Supplied information START

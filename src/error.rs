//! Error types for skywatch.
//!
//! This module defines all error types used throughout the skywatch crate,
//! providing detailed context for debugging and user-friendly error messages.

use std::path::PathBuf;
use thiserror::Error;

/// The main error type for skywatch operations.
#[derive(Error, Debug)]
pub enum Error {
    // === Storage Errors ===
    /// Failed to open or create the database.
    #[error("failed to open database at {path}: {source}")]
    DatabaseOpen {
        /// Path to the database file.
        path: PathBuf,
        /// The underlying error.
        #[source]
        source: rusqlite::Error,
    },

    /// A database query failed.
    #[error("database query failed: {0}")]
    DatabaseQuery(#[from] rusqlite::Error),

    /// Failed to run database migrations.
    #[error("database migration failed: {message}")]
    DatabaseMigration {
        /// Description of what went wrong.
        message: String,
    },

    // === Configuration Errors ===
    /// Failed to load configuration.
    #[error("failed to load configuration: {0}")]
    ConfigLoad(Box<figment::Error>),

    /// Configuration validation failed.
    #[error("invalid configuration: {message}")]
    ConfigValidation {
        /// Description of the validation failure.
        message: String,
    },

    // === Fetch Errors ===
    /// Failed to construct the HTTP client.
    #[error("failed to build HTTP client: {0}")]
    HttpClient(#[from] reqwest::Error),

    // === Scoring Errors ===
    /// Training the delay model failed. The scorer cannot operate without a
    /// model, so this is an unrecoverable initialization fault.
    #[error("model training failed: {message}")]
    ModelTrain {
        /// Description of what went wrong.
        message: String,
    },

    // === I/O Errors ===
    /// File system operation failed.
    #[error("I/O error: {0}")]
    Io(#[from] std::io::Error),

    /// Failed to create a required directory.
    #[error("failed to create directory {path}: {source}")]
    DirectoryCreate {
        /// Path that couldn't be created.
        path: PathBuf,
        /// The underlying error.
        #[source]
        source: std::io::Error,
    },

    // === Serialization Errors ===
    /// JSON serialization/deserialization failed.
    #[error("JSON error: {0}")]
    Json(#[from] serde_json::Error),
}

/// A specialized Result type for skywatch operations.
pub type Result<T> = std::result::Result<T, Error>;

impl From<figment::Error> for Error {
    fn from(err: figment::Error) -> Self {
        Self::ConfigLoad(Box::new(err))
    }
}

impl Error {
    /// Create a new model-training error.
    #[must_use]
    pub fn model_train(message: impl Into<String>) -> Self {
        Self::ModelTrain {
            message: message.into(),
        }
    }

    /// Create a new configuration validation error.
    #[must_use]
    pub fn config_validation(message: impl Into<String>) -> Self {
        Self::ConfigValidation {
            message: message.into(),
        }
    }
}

Supplied information END

### Task instructions
All lines above from the line with "database query failed." through the line with "JSON serialization/deserialization failed.", both included, are to be set down exactly, with nothing else.

### Reply to the task
    /// A database query failed.
    #[error("database query failed: {0}")]
    DatabaseQuery(#[from] rusqlite::Error),

    /// Failed to run database migrations.
    #[error("database migration failed: {message}")]
    DatabaseMigration {
        /// Description of what went wrong.
        message: String,
    },

    // === Configuration Errors ===
    /// Failed to load configuration.
    #[error("failed to load configuration: {0}")]
    ConfigLoad(Box<figment::Error>),

    /// Configuration validation failed.
    #[error("invalid configuration: {message}")]
    ConfigValidation {
        /// Description of the validation failure.
        message: String,
    },

    // === Fetch Errors ===
    /// Failed to construct the HTTP client.
    #[error("failed to build HTTP client: {0}")]
    HttpClient(#[from] reqwest::Error),

    // === Scoring Errors ===
    /// Training the delay model failed. The scorer cannot operate without a
    /// model, so this is an unrecoverable initialization fault.
    #[error("model training failed: {message}")]
    ModelTrain {
        /// Description of what went wrong.
        message: String,
    },

    // === I/O Errors ===
    /// File system operation failed.
    #[error("I/O error: {0}")]
    Io(#[from] std::io::Error),

    /// Failed to create a required directory.
    #[error("failed to create directory {path}: {source}")]
    DirectoryCreate {
        /// Path that couldn't be created.
        path: PathBuf,
        /// The underlying error.
        #[source]
        source: std::io::Error,
    },

    // === Serialization Errors ===
    /// JSON serialization/deserialization failed.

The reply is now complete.